Work to be completed
Reproduce exactly the lines below, from the first through the one containing "let (first, _)", and nothing more.
====== Input data ======
/// Page model for the calendar view
#[derive(Debug, Clone, PartialEq, Serialize)]
pub struct CalendarView {
    pub year: i32,
    pub month: u32,
    pub current_date: NaiveDate,
    pub today: NaiveDate,
    pub weeks: Vec<Vec<DayCell>>,
    pub upcoming: Vec<UpcomingDay>,
    pub prev_month: NaiveDate,
    pub next_month: NaiveDate,
}

impl CalendarView {
    /// Assembles the view from already-fetched events
    ///
    /// `month_*` are the events inside the requested month, `upcoming_*` those
    /// inside [`upcoming_range`] of `today`.
    pub fn build(
        year: i32,
        month: u32,
        today: NaiveDate,
        month_meetings: &[Meeting],
        month_tasks: &[Task],
        upcoming_meetings: &[Meeting],
        upcoming_tasks: &[Task],
    ) -> Result<Self, CalendarError> {
        let (first, _) = month_bounds(year, month)?;
        let (prev_month, next_month) = adjacent_months(first);

        let month_events = bucket_events(month_meetings, month_tasks);
        let upcoming_events = bucket_events(upcoming_meetings, upcoming_tasks);

        Ok(Self {
            year,
            month,
            current_date: first,
            today,
            weeks: month_grid(year, month, &month_events)?,
            upcoming: upcoming_days(today, &upcoming_events),
            prev_month,
            next_month,
        })
    }
}

/// Fetches the user's meetings and tasks and builds the view
pub async fn load_calendar(
    meetings: &Repository<Meeting>,
    tasks: &Repository<Task>,
    user_id: i64,
    year: i32,
    month: u32,
    today: NaiveDate,
) -> Result<CalendarView, CalendarError> {
    let (start, end) = month_range(year, month)?;
    let month_meetings = meetings.list_in_date_range(user_id, start, end).await?;
    let month_tasks = tasks.list_in_date_range(user_id, start, end).await?;

    let (start, end) = upcoming_range(today);
    let upcoming_meetings = meetings.list_in_date_range(user_id, start, end).await?;
    let upcoming_tasks = tasks.list_in_date_range(user_id, start, end).await?;

    CalendarView::build(
        year,
        month,
        today,
        &month_meetings,
        &month_tasks,
        &upcoming_meetings,
        &upcoming_tasks,
    )
}

/// First and last day of a month
pub fn month_bounds(year: i32, month: u32) -> Result<(NaiveDate, NaiveDate), CalendarError> {
    let invalid = || CalendarError::InvalidMonth { year, month };
    if !YEARS.contains(&year) {
        return Err(invalid());
    }

    let first = NaiveDate::from_ymd_opt(year, month, 1).ok_or_else(invalid)?;
    let next_first = if month == 12 {
        NaiveDate::from_ymd_opt(year + 1, 1, 1)
    } else {
        NaiveDate::from_ymd_opt(year, month + 1, 1)
    }
    .ok_or_else(invalid)?;
    let last = next_first.pred_opt().ok_or_else(invalid)?;

    Ok((first, last))
}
======
Output of the task
/// Page model for the calendar view
#[derive(Debug, Clone, PartialEq, Serialize)]
pub struct CalendarView {
    pub year: i32,
    pub month: u32,
    pub current_date: NaiveDate,
    pub today: NaiveDate,
    pub weeks: Vec<Vec<DayCell>>,
    pub upcoming: Vec<UpcomingDay>,
    pub prev_month: NaiveDate,
    pub next_month: NaiveDate,
}

impl CalendarView {
    /// Assembles the view from already-fetched events
    ///
    /// `month_*` are the events inside the requested month, `upcoming_*` those
    /// inside [`upcoming_range`] of `today`.
    pub fn build(
        year: i32,
        month: u32,
        today: NaiveDate,
        month_meetings: &[Meeting],
        month_tasks: &[Task],
        upcoming_meetings: &[Meeting],
        upcoming_tasks: &[Task],
    ) -> Result<Self, CalendarError> {
        let (first, _) = month_bounds(year, month)?;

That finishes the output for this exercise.